The research team found that cardiologists were two to eleven times more likely to implant a defibrillator manufactured by the company that paid them the most.
The study also found that the size of the payment made a difference as well. Payments in excess of $10,000 were more likely to influence the device choice as compared to payments less than $100.
“I find these results concerning,” said Jeptha Curtis, the lead author of the study, in comments posted on the Yale website announcing the study.
“Medical decisions should be made independent of one’s relationships with industry. If we cannot live up to that ideal, we should question whether these payments should be allowed at all.”

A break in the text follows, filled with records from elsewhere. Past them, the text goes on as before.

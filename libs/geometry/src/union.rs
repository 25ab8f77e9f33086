//! Union operations.
//!
//! Bounding unions combine shapes by taking the bounding box of the pair.
//! [`union_rects`] computes a true boolean union of axis-aligned rectangles,
//! tracing the boundary of the covered region into polygons.

use std::collections::BTreeMap;

use crate::point::Point;
use crate::polygon::Polygon;
use crate::rect::Rect;

/// A trait for calculating the bounding union of two geometric objects.
pub trait BoundingUnion<T> {
    /// The type of the output shape.
    type Output;

    /// Calculates the bounding union of `self` and `other`.
    fn bounding_union(&self, other: &T) -> Self::Output;
}

impl BoundingUnion<Rect> for Rect {
    type Output = Rect;

    fn bounding_union(&self, other: &Rect) -> Self::Output {
        self.union(*other)
    }
}

impl BoundingUnion<Option<Rect>> for Rect {
    type Output = Rect;

    fn bounding_union(&self, other: &Option<Rect>) -> Self::Output {
        match other {
            Some(other) => self.union(*other),
            None => *self,
        }
    }
}

impl BoundingUnion<Option<Rect>> for Option<Rect> {
    type Output = Option<Rect>;

    fn bounding_union(&self, other: &Option<Rect>) -> Self::Output {
        match (self, other) {
            (Some(a), Some(b)) => Some(a.union(*b)),
            (Some(a), None) => Some(*a),
            (None, Some(b)) => Some(*b),
            (None, None) => None,
        }
    }
}

/// Computes the boolean union of a set of axis-aligned rectangles.
///
/// Returns one boundary ring per connected component of the covered region,
/// with vertices in counterclockwise order and collinear vertices removed.
/// Holes, if any, are returned as additional clockwise rings. Zero-area
/// rectangles cover no region and are ignored.
///
/// Seam coordinates computed along different arithmetic paths can disagree
/// by a few ulps even when the rectangles are meant to touch exactly.
/// Coordinates closer than a small relative tolerance are therefore welded
/// onto a single grid line before the region is traced, so such rectangles
/// merge instead of leaving a sliver gap. Output vertices are drawn from
/// the welded coordinates.
///
/// The result is deterministic: identical inputs produce bit-identical rings.
///
/// # Examples
///
/// ```
/// # use geometry::prelude::*;
/// # use geometry::union::union_rects;
/// let rings = union_rects(&[
///     Rect::from_sides(0., 0., 2., 1.),
///     Rect::from_sides(0., 0., 1., 2.),
/// ]);
/// assert_eq!(rings.len(), 1);
/// assert_eq!(rings[0].points().len(), 6);
/// ```
pub fn union_rects(rects: &[Rect]) -> Vec<Polygon> {
    let rects: Vec<Rect> = rects
        .iter()
        .copied()
        .filter(|r| r.width() > 0. && r.height() > 0.)
        .collect();
    if rects.is_empty() {
        return Vec::new();
    }

    // Coordinate compression. All cell corners are drawn from these arrays,
    // so later point comparisons can rely on exact bit equality.
    let mut xs: Vec<f64> = rects.iter().flat_map(|r| [r.left(), r.right()]).collect();
    let mut ys: Vec<f64> = rects.iter().flat_map(|r| [r.bot(), r.top()]).collect();
    xs.sort_by(f64::total_cmp);
    xs.dedup();
    ys.sort_by(f64::total_cmp);
    ys.dedup();

    // Weld coordinates that differ only by floating-point rounding. Any two
    // surviving grid lines are more than `eps` apart.
    let scale = rects.iter().fold(0.0f64, |m, r| {
        m.max(r.left().abs())
            .max(r.right().abs())
            .max(r.bot().abs())
            .max(r.top().abs())
    });
    let eps = 1e-12 * scale.max(1.0);
    xs.dedup_by(|b, a| (*b - *a).abs() <= eps);
    ys.dedup_by(|b, a| (*b - *a).abs() <= eps);

    let nx = xs.len() - 1;
    let ny = ys.len() - 1;
    let idx = |i: usize, j: usize| j * nx + i;
    let mut filled = vec![false; nx * ny];
    for r in &rects {
        for i in 0..nx {
            if r.left() - eps <= xs[i] && xs[i + 1] <= r.right() + eps {
                for j in 0..ny {
                    if r.bot() - eps <= ys[j] && ys[j + 1] <= r.top() + eps {
                        filled[idx(i, j)] = true;
                    }
                }
            }
        }
    }

    // Directed boundary edges, with the covered region on the left, so outer
    // rings come out counterclockwise. Keyed by start vertex; a BTreeMap
    // keeps traversal order independent of hasher state.
    let key = |p: Point| (p.x.to_bits(), p.y.to_bits());
    let mut edges: BTreeMap<(u64, u64), Vec<Point>> = BTreeMap::new();
    let mut edge = |from: Point, to: Point, edges: &mut BTreeMap<(u64, u64), Vec<Point>>| {
        edges.entry(key(from)).or_default().push(to);
    };
    for j in 0..ny {
        for i in 0..nx {
            if !filled[idx(i, j)] {
                continue;
            }
            let (l, r) = (xs[i], xs[i + 1]);
            let (b, t) = (ys[j], ys[j + 1]);
            if j == 0 || !filled[idx(i, j - 1)] {
                edge(Point::new(l, b), Point::new(r, b), &mut edges);
            }
            if i + 1 == nx || !filled[idx(i + 1, j)] {
                edge(Point::new(r, b), Point::new(r, t), &mut edges);
            }
            if j + 1 == ny || !filled[idx(i, j + 1)] {
                edge(Point::new(r, t), Point::new(l, t), &mut edges);
            }
            if i == 0 || !filled[idx(i - 1, j)] {
                edge(Point::new(l, t), Point::new(l, b), &mut edges);
            }
        }
    }

    // Chain edges into closed rings. Every boundary vertex has as many
    // outgoing as incoming edges, so each walk terminates at its start.
    let mut rings = Vec::new();
    loop {
        let Some((&start_key, outgoing)) = edges.iter_mut().find(|(_, v)| !v.is_empty()) else {
            break;
        };
        let start = Point::new(f64::from_bits(start_key.0), f64::from_bits(start_key.1));
        let mut ring = vec![start];
        let mut cur = outgoing.pop().unwrap();
        while key(cur) != start_key {
            ring.push(cur);
            let outgoing = edges.get_mut(&key(cur)).unwrap();
            cur = outgoing.pop().unwrap();
        }
        rings.push(Polygon::from_verts(simplify_ring(ring)));
    }
    rings
}

/// Removes vertices that are collinear with their cyclic neighbors.
///
/// All ring edges are axis-parallel, so exact coordinate equality suffices.
fn simplify_ring(ring: Vec<Point>) -> Vec<Point> {
    let n = ring.len();
    let mut out = Vec::with_capacity(n);
    for i in 0..n {
        let a = ring[(i + n - 1) % n];
        let b = ring[i];
        let c = ring[(i + 1) % n];
        let collinear = (a.x == b.x && b.x == c.x) || (a.y == b.y && b.y == c.y);
        if !collinear {
            out.push(b);
        }
    }
    out
}

#[cfg(test)]
mod tests {
    use super::*;

    #[test]
    fn bounding_union_of_options() {
        let r1 = Some(Rect::from_sides(0., 0., 1., 1.));
        let r2 = Some(Rect::from_sides(2., 2., 3., 3.));
        assert_eq!(
            r1.bounding_union(&r2),
            Some(Rect::from_sides(0., 0., 3., 3.))
        );
        assert_eq!(r1.bounding_union(&None), r1);
        assert_eq!(None.bounding_union(&r2), r2);
    }

    #[test]
    fn union_of_single_rect_is_its_boundary() {
        let rings = union_rects(&[Rect::from_sides(0., 0., 2., 1.)]);
        assert_eq!(rings.len(), 1);
        assert_eq!(
            rings[0].points(),
            &vec![
                Point::new(0., 0.),
                Point::new(2., 0.),
                Point::new(2., 1.),
                Point::new(0., 1.),
            ]
        );
    }

    #[test]
    fn union_of_overlapping_rects_is_one_ring() {
        // An L-shape: two overlapping rectangles, six boundary vertices.
        let rings = union_rects(&[
            Rect::from_sides(0., 0., 3., 1.),
            Rect::from_sides(0., 0., 1., 3.),
        ]);
        assert_eq!(rings.len(), 1);
        assert_eq!(rings[0].points().len(), 6);
        assert_eq!(rings[0].area(), 5.);
    }

    #[test]
    fn union_of_touching_rects_is_one_ring() {
        // Sharing an edge, not overlapping.
        let rings = union_rects(&[
            Rect::from_sides(0., 0., 1., 1.),
            Rect::from_sides(1., 0., 2., 1.),
        ]);
        assert_eq!(rings.len(), 1);
        assert_eq!(rings[0].area(), 2.);
        assert_eq!(rings[0].points().len(), 4);
    }

    #[test]
    fn seams_differing_by_rounding_are_welded() {
        // The shared edge computed along two arithmetic paths: 0.1 + 0.2
        // is one ulp above 0.3, leaving a sliver gap between the rects.
        let seam_lower = 0.3;
        let seam_upper = 0.1 + 0.2;
        assert_ne!(seam_lower, seam_upper);
        let rings = union_rects(&[
            Rect::from_sides(0., 0., 1., seam_lower),
            Rect::from_sides(0., seam_upper, 1., 1.),
        ]);
        assert_eq!(rings.len(), 1);
        assert_eq!(rings[0].points().len(), 4);
    }

    #[test]
    fn gaps_wider_than_the_tolerance_stay_split() {
        let rings = union_rects(&[
            Rect::from_sides(0., 0., 1., 1.),
            Rect::from_sides(0., 1.001, 1., 2.),
        ]);
        assert_eq!(rings.len(), 2);
    }

    #[test]
    fn union_of_disjoint_rects_is_two_rings() {
        let rings = union_rects(&[
            Rect::from_sides(0., 0., 1., 1.),
            Rect::from_sides(5., 5., 6., 6.),
        ]);
        assert_eq!(rings.len(), 2);
    }

    #[test]
    fn zero_area_rects_are_ignored() {
        let rings = union_rects(&[
            Rect::from_sides(0., 0., 1., 1.),
            Rect::from_sides(0., 0., 0., 5.),
        ]);
        assert_eq!(rings.len(), 1);
        assert_eq!(rings[0].area(), 1.);

        assert!(union_rects(&[Rect::from_sides(0., 0., 0., 5.)]).is_empty());
    }

    #[test]
    fn union_is_deterministic() {
        let rects = [
            Rect::from_sides(0., 0., 3., 1.),
            Rect::from_sides(0.5, -2., 1.5, 2.),
            Rect::from_sides(-1., 0.25, 0.5, 0.75),
        ];
        assert_eq!(union_rects(&rects), union_rects(&rects));
    }
}
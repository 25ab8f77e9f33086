//! Error types and error handling utilities.

/// A result type returning fluxcell errors.
pub type Result<T, E = Error> = std::result::Result<T, E>;

/// The error type for cell construction.
#[derive(thiserror::Error, Debug, Clone, PartialEq)]
pub enum Error {
    /// A parameter value outside the domain the cell can be built for.
    ///
    /// Raised by validation before any geometry is constructed; a failing
    /// build never returns partial output.
    #[error("invalid parameter `{name}` = {value}: {reason}")]
    InvalidParameter {
        /// The name of the offending parameter.
        name: &'static str,
        /// The rejected value.
        value: f64,
        /// Why the value was rejected.
        reason: &'static str,
    },
}
//! 2-D points.

use approx::{AbsDiffEq, RelativeEq};
use serde::{Deserialize, Serialize};
use std::ops::{Add, Mul, Neg, Sub};

use crate::transform::{TransformMut, Transformation, TranslateMut};

/// A point in two-dimensional space.
#[derive(Debug, Copy, Clone, Default, Serialize, Deserialize, PartialEq, PartialOrd)]
pub struct Point {
    /// The x-coordinate of the point.
    pub x: f64,
    /// The y-coordinate of the point.
    pub y: f64,
}

impl Point {
    /// Creates a new [`Point`] from (x,y) coordinates.
    pub const fn new(x: f64, y: f64) -> Self {
        Self { x, y }
    }

    /// Returns the origin, `(0, 0)`.
    ///
    /// # Example
    ///
    /// ```
    /// # use geometry::prelude::*;
    /// let origin = Point::zero();
    /// assert_eq!(origin, Point::new(0., 0.));
    /// ```
    #[inline]
    pub const fn zero() -> Self {
        Self { x: 0., y: 0. }
    }

    /// The Euclidean norm of this point, treated as a vector from the origin.
    pub fn norm(&self) -> f64 {
        self.x.hypot(self.y)
    }

    /// The Euclidean distance between this point and `other`.
    ///
    /// # Example
    ///
    /// ```
    /// # use geometry::prelude::*;
    /// let a = Point::new(0., 3.);
    /// let b = Point::new(4., 0.);
    /// assert_eq!(a.distance_to(b), 5.);
    /// ```
    pub fn distance_to(&self, other: Point) -> f64 {
        (*self - other).norm()
    }

    /// Scales this point to unit norm.
    ///
    /// Returns the origin unchanged, so that degenerate (zero-length)
    /// directions propagate instead of becoming NaN.
    pub fn normalized(&self) -> Self {
        let norm = self.norm();
        if norm == 0. {
            *self
        } else {
            *self * (1. / norm)
        }
    }
}

impl Add for Point {
    type Output = Self;
    fn add(self, rhs: Self) -> Self {
        Self::new(self.x + rhs.x, self.y + rhs.y)
    }
}

impl Sub for Point {
    type Output = Self;
    fn sub(self, rhs: Self) -> Self {
        Self::new(self.x - rhs.x, self.y - rhs.y)
    }
}

impl Neg for Point {
    type Output = Self;
    fn neg(self) -> Self {
        Self::new(-self.x, -self.y)
    }
}

impl Mul<f64> for Point {
    type Output = Self;
    fn mul(self, rhs: f64) -> Self {
        Self::new(self.x * rhs, self.y * rhs)
    }
}

impl TranslateMut for Point {
    fn translate_mut(&mut self, p: Point) {
        self.x += p.x;
        self.y += p.y;
    }
}

impl TransformMut for Point {
    fn transform_mut(&mut self, trans: Transformation) {
        let x = trans.a[0][0] * self.x + trans.a[0][1] * self.y + trans.b[0];
        let y = trans.a[1][0] * self.x + trans.a[1][1] * self.y + trans.b[1];
        self.x = x;
        self.y = y;
    }
}

impl AbsDiffEq for Point {
    type Epsilon = f64;

    fn default_epsilon() -> f64 {
        f64::default_epsilon()
    }

    fn abs_diff_eq(&self, other: &Self, epsilon: f64) -> bool {
        self.x.abs_diff_eq(&other.x, epsilon) && self.y.abs_diff_eq(&other.y, epsilon)
    }
}

impl RelativeEq for Point {
    fn default_max_relative() -> f64 {
        f64::default_max_relative()
    }

    fn relative_eq(&self, other: &Self, epsilon: f64, max_relative: f64) -> bool {
        self.x.relative_eq(&other.x, epsilon, max_relative)
            && self.y.relative_eq(&other.y, epsilon, max_relative)
    }
}

#[cfg(test)]
mod tests {
    use super::*;
    use crate::transform::Translate;

    #[test]
    fn point_arithmetic() {
        let a = Point::new(1., 2.);
        let b = Point::new(-3., 0.5);
        assert_eq!(a + b, Point::new(-2., 2.5));
        assert_eq!(a - b, Point::new(4., 1.5));
        assert_eq!(-a, Point::new(-1., -2.));
        assert_eq!(a * 2., Point::new(2., 4.));
    }

    #[test]
    fn normalized_zero_is_zero() {
        assert_eq!(Point::zero().normalized(), Point::zero());
    }

    #[test]
    fn translate_moves_point() {
        let p = Point::new(1., 1.).translate(Point::new(2., -3.));
        assert_eq!(p, Point::new(3., -2.));
    }
}
//! Containment checks.

/// The result of a containment check.
#[derive(Debug, Copy, Clone, Eq, PartialEq)]
pub enum Containment {
    /// The object is fully contained.
    Full,
    /// The object is partially contained.
    Partial,
    /// The object is not contained at all.
    None,
}

impl Containment {
    /// Returns `true` if the containment is full.
    #[inline]
    pub fn is_full(&self) -> bool {
        matches!(self, Containment::Full)
    }
}

/// A trait representing whether a shape contains another shape.
pub trait Contains<T> {
    /// Returns the degree to which `other` is contained in `self`.
    fn contains(&self, other: &T) -> Containment;
}
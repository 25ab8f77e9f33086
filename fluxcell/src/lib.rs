//! Parametric layout cells for superconducting qubit devices.
//!
//! The entry point is a [`Cell`](cell::Cell): a parameter record that knows
//! how to turn itself into a [`QGeometry`](qgeometry::QGeometry) bundle of
//! named polygons, junction segments, transmission-line paths, and
//! connection pins. The hosting chip-design tool owns parameter parsing,
//! unit resolution, storage, and rendering; this crate owns only the pure
//! geometry construction.
//!
//! Currently one cell is implemented: [`FluxQubit4jj`](qubit::FluxQubit4jj),
//! a four-Josephson-junction flux qubit with a nanobridge constriction and a
//! coplanar-waveguide feed line.
#![warn(missing_docs)]

pub mod cell;
pub mod error;
pub mod params;
pub mod pin;
pub mod qgeometry;
pub mod qubit;
//! 2-D planar geometry for superconducting-circuit layout.
//!
//! Unlike integrated-circuit layout geometry, which lives on an integer
//! manufacturing grid and only ever rotates by multiples of 90 degrees,
//! superconducting device cells are placed at arbitrary angles. Coordinates
//! here are `f64` in a consistent length unit chosen by the caller, and
//! [`Transformation`](transform::Transformation) supports rotation by any
//! angle.
//!
//! # Examples
//!
//! Create a [rectangle](crate::rect::Rect):
//!
//! ```
//! # use geometry::prelude::*;
//! let rect = Rect::from_sides(10., 20., 30., 40.);
//! ```
#![warn(missing_docs)]

pub mod bbox;
pub mod contains;
pub mod point;
pub mod polygon;
pub mod prelude;
pub mod rect;
pub mod segment;
pub mod shape;
pub mod transform;
pub mod union;

/// Wraps the given angle to the interval `[0, 360)` degrees.
///
/// # Examples
///
/// ```
/// use geometry::wrap_angle;
///
/// assert_eq!(wrap_angle(10.), 10.);
/// assert_eq!(wrap_angle(-10.), 350.);
/// assert_eq!(wrap_angle(-740.), 340.);
/// assert_eq!(wrap_angle(725.), 5.);
/// assert_eq!(wrap_angle(360.), 0.);
/// ```
pub fn wrap_angle(angle: f64) -> f64 {
    ((angle % 360.) + 360.) % 360.
}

A 2018 investigation conducted by the International Consortium of Investigative Journalists found that a large percentage of patients worldwide have been harmed by medical devices that were inadequately tested, or not tested at all.
The same concerns have been raised in the case of hernia mesh implants, where the FDA allowed hernia mesh manufacturers to undergo the 510(k) clearance process, a fast-track program which can rush the release of products onto the market.
Unfortunately, this quickly backfired as this process allowed the sale of defective hernia mesh implants which caused serious complications in patients after surgery, which ultimately led to plaintiffs filing Hernia Mesh lawsuits.
The Yale-led study highlighted long-standing concerns about the close financial ties between device manufacturers and doctors who recommend the use of the company’s products.
It focused on two commonly used heart devices, the implantable cardiac defibrillator or ICD, and the cardiac synchronization therapy defibrillator or CRT-D.
The devices might be a bit different, but in general, they serve the same purpose: they are surgically implanted to deliver electric shocks to maintain the heart’s normal beating.
The study analyzed data from a three-year period which involves around 150,000 patients and four top device manufacturers.
Among the 4,435 physicians who implanted either one of the devices, 94% of the doctors accepted some kind of payment from a device company, the study found.
The median payment was $1,211. Four percent of the cardiologists received payments amounting to more than $25,000.
Which Manufacturers Are Involved?
The study did not reveal the name of the manufacturers. However, it says that it involved devices made by the four largest ICD and CRT-D makers.
The payments examined by the researchers were broadly categorized as “general,” a massive category which includes money for lodging and travel, food and drinks, consultation fees, and speaking at dinner talks.
The researchers noted that these kinds of payments “raise concerns because they are often tied to marketing and promotional activities.”
“Although medical device manufacturers promote patient care by supporting training for physicians in the latest advancements in technology, sponsoring scientific sessions, and funding clinical research, there are concerns about possible undue bias introduced by physician-industry interactions,” the study states.
The study by Curtis and colleagues also analyzed whether there was a link between industry payments given to physicians and clinical outcomes, like complications or death, but it found “no consistent relationship.”